What is expected – Bring together all lines from the listing below that contain the string "Some".
------ Records for the task
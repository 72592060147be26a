//! Object detections from the vision collaborator.
//!
//! Frame capture and detector inference run outside this process.  The
//! control loop only sees a [`PerceptionSource`]: "what is in view right now".
//! [`UdpDetectionFeed`] receives JSON arrays of
//! [`Detection`][armos_types::Detection] pushed by an external detector.

use std::net::UdpSocket;
use std::time::{Duration, Instant};

use armos_types::{ArmError, Detection};
use tracing::{debug, info, warn};

/// Frames older than this are treated as "nothing in view".
pub const DEFAULT_MAX_FRAME_AGE: Duration = Duration::from_millis(500);

const MAX_DATAGRAM_SIZE: usize = 65536;

/// A source of per-tick detections.
pub trait PerceptionSource: Send {
    fn id(&self) -> &str;

    /// Detections in the most recent frame.  An empty list means nothing is
    /// in view.
    ///
    /// # Errors
    ///
    /// Returns [`ArmError::SensorFault`] or [`ArmError::Io`] when the source
    /// itself is broken; the caller skips the cycle.
    fn detections(&mut self) -> Result<Vec<Detection>, ArmError>;
}

/// Non-blocking UDP receiver for detection frames.
///
/// Each datagram is one frame: a JSON array of
/// `{centerX, centerY, label, confidence}` objects.  Every call drains the
/// socket and keeps only the newest frame.
pub struct UdpDetectionFeed {
    socket: UdpSocket,
    max_age: Duration,
    latest: Option<(Instant, Vec<Detection>)>,
    buffer: Vec<u8>,
}

impl UdpDetectionFeed {
    /// Bind to `bind_addr`, e.g. `"0.0.0.0:5600"`.
    ///
    /// # Errors
    ///
    /// Returns [`ArmError::Io`] if the socket cannot be bound.
    pub fn bind(bind_addr: &str, max_age: Duration) -> Result<Self, ArmError> {
        let socket = UdpSocket::bind(bind_addr)?;
        socket.set_nonblocking(true)?;
        info!(addr = bind_addr, "detection feed bound");
        Ok(Self {
            socket,
            max_age,
            latest: None,
            buffer: vec![0u8; MAX_DATAGRAM_SIZE],
        })
    }

    pub fn local_addr(&self) -> Result<std::net::SocketAddr, ArmError> {
        Ok(self.socket.local_addr()?)
    }

    fn drain(&mut self) -> Result<(), ArmError> {
        loop {
            let len = match self.socket.recv(&mut self.buffer) {
                Ok(len) => len,
                Err(e) if e.kind() == std::io::ErrorKind::WouldBlock => return Ok(()),
                Err(e) => return Err(e.into()),
            };
            match serde_json::from_slice::<Vec<Detection>>(&self.buffer[..len]) {
                Ok(frame) => {
                    debug!(count = frame.len(), "detection frame");
                    self.latest = Some((Instant::now(), frame));
                }
                Err(e) => warn!(error = %e, len, "malformed detection frame"),
            }
        }
    }
}

impl PerceptionSource for UdpDetectionFeed {
    fn id(&self) -> &str {
        "udp_detections"
    }

    fn detections(&mut self) -> Result<Vec<Detection>, ArmError> {
        self.drain()?;
        match &self.latest {
            Some((at, frame)) if at.elapsed() <= self.max_age => Ok(frame.clone()),
            _ => Ok(Vec::new()),
        }
    }
}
------------
Result –
                    self.latest = Some((Instant::now(), frame));
            Some((at, frame)) if at.elapsed() <= self.max_age => Ok(frame.clone()),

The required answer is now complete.